- **TASK OBJECTIVE**
Every line containing "SlotTag" should be copied out. Go through the entries and find them.

^^^^^^^^^^^^^^^^

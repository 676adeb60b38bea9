use crate::errors::{RoadforgeError, RoadforgeResult};
use crate::profile::ProfileSet;
use log::warn;
use std::fs;
use std::path::{Path, PathBuf};

pub fn get_config_path() -> Option<PathBuf> {
    dirs::config_dir()
        .map(|mut path| {
            path.push("roadforge");
            fs::create_dir_all(&path).ok()?;
            path.push("profiles.toml");
            Some(path)
        })
        .flatten()
}

/// Load the profile set from the user config directory, falling back to the
/// built-in defaults when no valid file is present.
pub fn load_profiles() -> ProfileSet {
    if let Some(config_path) = get_config_path() {
        if config_path.exists() {
            match load_profiles_from(&config_path) {
                Ok(profiles) => return profiles,
                Err(e) => warn!(
                    "Ignoring profiles at {}: {e}",
                    config_path.display()
                ),
            }
        }
    }
    ProfileSet::default()
}

/// Load and validate a profile set from an explicit TOML file
pub fn load_profiles_from<P: AsRef<Path>>(path: P) -> RoadforgeResult<ProfileSet> {
    let contents = fs::read_to_string(path.as_ref())?;
    let profiles: ProfileSet = toml::from_str(&contents)?;
    profiles.check()?;
    Ok(profiles)
}

/// Save a profile set to the user config directory
pub fn save_profiles(profiles: &ProfileSet) -> RoadforgeResult<()> {
    let config_path = get_config_path().ok_or(RoadforgeError::ConfigDirNotFound)?;
    save_profiles_to(profiles, config_path)
}

/// Save a profile set to an explicit TOML file
pub fn save_profiles_to<P: AsRef<Path>>(profiles: &ProfileSet, path: P) -> RoadforgeResult<()> {
    profiles.check()?;
    let contents = toml::to_string_pretty(profiles)?;
    fs::write(path.as_ref(), contents)?;
    Ok(())
}

#[cfg(test)]
mod tests {
    use super::*;

    #[test]
    fn test_profile_toml_round_trip() {
        let path = std::env::temp_dir().join("roadforge_test_profiles.toml");
        let mut profiles = ProfileSet::default();
        profiles.profiles[0].surface_mask_radius = 4;

        save_profiles_to(&profiles, &path).unwrap();
        let loaded = load_profiles_from(&path).unwrap();
        std::fs::remove_file(&path).ok();

        assert_eq!(loaded.len(), 3);
        assert_eq!(loaded.profiles[0].surface_mask_radius, 4);
        assert_eq!(loaded.profiles[0].name, "highway");
    }

    #[test]
    fn test_invalid_profile_file_rejected() {
        let path = std::env::temp_dir().join("roadforge_test_bad_profiles.toml");
        std::fs::write(&path, "profiles = 3").unwrap();
        let result = load_profiles_from(&path);
        std::fs::remove_file(&path).ok();
        assert!(result.is_err());
    }
}
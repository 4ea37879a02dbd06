//! The terminal writer: serializes tokens to a character buffer
//!
//! `TextTokenWriter` is the only component of a pipeline that appends
//! characters. It tracks indentation depth and the current output
//! coordinate; indentation is written lazily, just before the first token
//! of each line, so blank lines stay blank.

use crate::scribe::ast::AstNode;
use crate::scribe::location::TextLocation;
use crate::scribe::token::{PrimitiveValue, SlotTag, TokenKind};
use crate::scribe::trivia::{CommentKind, CommentRef, DirectiveKind};
use crate::scribe::writer::TokenWriter;

/// A [`TokenWriter`] that accumulates rendered text into a `String`
pub struct TextTokenWriter {
    buf: String,
    indentation: String,
    indent_depth: usize,
    node_depth: usize,
    needs_indent: bool,
    line: usize,
    column: usize,
}

impl TextTokenWriter {
    /// A writer with the default indentation unit (one tab)
    pub fn new() -> Self {
        Self::with_indentation("\t")
    }

    /// A writer using `unit` for each level of indentation
    pub fn with_indentation(unit: impl Into<String>) -> Self {
        Self {
            buf: String::new(),
            indentation: unit.into(),
            indent_depth: 0,
            node_depth: 0,
            needs_indent: false,
            line: 1,
            column: 1,
        }
    }

    /// The text rendered so far
    pub fn text(&self) -> &str {
        &self.buf
    }

    /// Consume the writer and return the rendered text
    pub fn into_string(self) -> String {
        assert_eq!(
            self.node_depth, 0,
            "rendering pass ended with {} unclosed node(s)",
            self.node_depth
        );
        self.buf
    }

    fn indent_width(&self) -> usize {
        self.indentation.chars().count()
    }

    /// Append raw text, keeping the line/column counters current.
    /// Multi-line content (block comments) advances the line counter.
    fn push_raw(&mut self, s: &str) {
        for (i, segment) in s.split('\n').enumerate() {
            if i > 0 {
                self.line += 1;
                self.column = 1;
            }
            self.column += segment.chars().count();
        }
        self.buf.push_str(s);
    }

    /// Append a token, writing pending indentation first
    fn push_token(&mut self, s: &str) {
        if self.needs_indent {
            self.needs_indent = false;
            for _ in 0..self.indent_depth {
                self.buf.push_str(&self.indentation);
            }
            self.column += self.indent_depth * self.indent_width();
        }
        self.push_raw(s);
    }
}

impl Default for TextTokenWriter {
    fn default() -> Self {
        Self::new()
    }
}

impl TokenWriter for TextTokenWriter {
    fn start_node(&mut self, _node: &dyn AstNode) {
        self.node_depth += 1;
    }

    fn end_node(&mut self, _node: &dyn AstNode) {
        assert!(
            self.node_depth > 0,
            "end_node without a matching start_node"
        );
        self.node_depth -= 1;
    }

    fn write_identifier(&mut self, name: &str, _kind: TokenKind) {
        self.push_token(name);
    }

    fn write_keyword(&mut self, _slot: SlotTag<'_>, keyword: &str) {
        self.push_token(keyword);
    }

    fn write_token(&mut self, _slot: SlotTag<'_>, token: &str, _kind: TokenKind) {
        self.push_token(token);
    }

    fn write_primitive_value(
        &mut self,
        value: &PrimitiveValue,
        _kind: Option<TokenKind>,
        literal: Option<&str>,
    ) {
        match literal {
            Some(text) => self.push_token(text),
            None => self.push_token(&value.default_text()),
        }
    }

    fn write_primitive_type(&mut self, name: &str) {
        self.push_token(name);
    }

    fn space(&mut self) {
        self.push_token(" ");
    }

    fn indent(&mut self) {
        self.indent_depth += 1;
    }

    fn unindent(&mut self) {
        assert!(self.indent_depth > 0, "unindent without a matching indent");
        self.indent_depth -= 1;
    }

    fn new_line(&mut self) {
        self.buf.push('\n');
        self.line += 1;
        self.column = 1;
        self.needs_indent = true;
    }

    fn write_comment(&mut self, kind: CommentKind, content: &str, _refs: &[CommentRef]) {
        match kind {
            CommentKind::Line => {
                self.push_token("//");
                self.push_raw(content);
            }
            CommentKind::Documentation => {
                self.push_token("///");
                self.push_raw(content);
            }
            CommentKind::Block => {
                self.push_token("/*");
                self.push_raw(content);
                self.push_raw("*/");
            }
        }
    }

    fn write_directive(&mut self, kind: DirectiveKind, argument: &str) {
        self.push_token(&format!("#{}", kind.keyword()));
        if !argument.is_empty() {
            self.push_raw(" ");
            self.push_raw(argument);
        }
    }

    fn location(&self) -> Option<TextLocation> {
        let pending = if self.needs_indent {
            self.indent_depth * self.indent_width()
        } else {
            0
        };
        Some(TextLocation::new(self.line, self.column + pending))
    }
}

#[cfg(test)]
mod tests {
    use super::*;
    use crate::scribe::trivia::CommentKind;

    fn kw(w: &mut TextTokenWriter, text: &str) {
        w.write_keyword(SlotTag::NONE, text);
    }

    #[test]
    fn test_plain_tokens_concatenate() {
        let mut w = TextTokenWriter::new();
        kw(&mut w, "if");
        w.space();
        w.write_identifier("ready", TokenKind::Identifier);
        assert_eq!(w.text(), "if ready");
    }

    #[test]
    fn test_indentation_is_lazy() {
        let mut w = TextTokenWriter::with_indentation("    ");
        kw(&mut w, "loop");
        w.indent();
        w.new_line();
        // A blank line carries no indentation
        w.new_line();
        w.write_identifier("body", TokenKind::Identifier);
        w.unindent();
        assert_eq!(w.text(), "loop\n\n    body");
    }

    #[test]
    fn test_location_tracks_lines_and_columns() {
        let mut w = TextTokenWriter::new();
        assert_eq!(w.location(), Some(TextLocation::new(1, 1)));

        kw(&mut w, "let");
        assert_eq!(w.location(), Some(TextLocation::new(1, 4)));

        w.new_line();
        assert_eq!(w.location(), Some(TextLocation::new(2, 1)));
    }

    #[test]
    fn test_location_accounts_for_pending_indentation() {
        let mut w = TextTokenWriter::with_indentation("  ");
        w.indent();
        w.indent();
        w.new_line();
        // Next token will land after two 2-char units
        assert_eq!(w.location(), Some(TextLocation::new(2, 5)));
        w.write_identifier("x", TokenKind::Identifier);
        assert_eq!(w.text(), "\n    x");
        assert_eq!(w.location(), Some(TextLocation::new(2, 6)));
    }

    #[test]
    fn test_block_comment_advances_lines() {
        let mut w = TextTokenWriter::new();
        w.write_comment(CommentKind::Block, " a\n b ", &[]);
        assert_eq!(w.text(), "/* a\n b */");
        assert_eq!(w.location(), Some(TextLocation::new(2, 6)));
    }

    #[test]
    fn test_comment_rendering() {
        let mut w = TextTokenWriter::new();
        w.write_comment(CommentKind::Line, " note", &[]);
        assert_eq!(w.text(), "// note");

        let mut w = TextTokenWriter::new();
        w.write_comment(CommentKind::Documentation, " api", &[]);
        assert_eq!(w.text(), "/// api");
    }

    #[test]
    fn test_directive_rendering() {
        let mut w = TextTokenWriter::new();
        w.write_directive(DirectiveKind::Region, "setup");
        assert_eq!(w.text(), "#region setup");

        let mut w = TextTokenWriter::new();
        w.write_directive(DirectiveKind::EndRegion, "");
        assert_eq!(w.text(), "#endregion");
    }

    #[test]
    fn test_primitive_literal_text_is_verbatim() {
        let mut w = TextTokenWriter::new();
        w.write_primitive_value(&PrimitiveValue::Int(255), None, Some("0xFF"));
        assert_eq!(w.text(), "0xFF");

        let mut w = TextTokenWriter::new();
        w.write_primitive_value(&PrimitiveValue::Int(255), None, None);
        assert_eq!(w.text(), "255");
    }

    #[test]
    #[should_panic(expected = "unindent without a matching indent")]
    fn test_unbalanced_unindent_panics() {
        let mut w = TextTokenWriter::new();
        w.unindent();
    }
}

^^^^^^^^^^^^^^^^

- **SOLVED EXERCISE**
use crate::scribe::token::{PrimitiveValue, SlotTag, TokenKind};
    fn write_keyword(&mut self, _slot: SlotTag<'_>, keyword: &str) {
    fn write_token(&mut self, _slot: SlotTag<'_>, token: &str, _kind: TokenKind) {
        w.write_keyword(SlotTag::NONE, text);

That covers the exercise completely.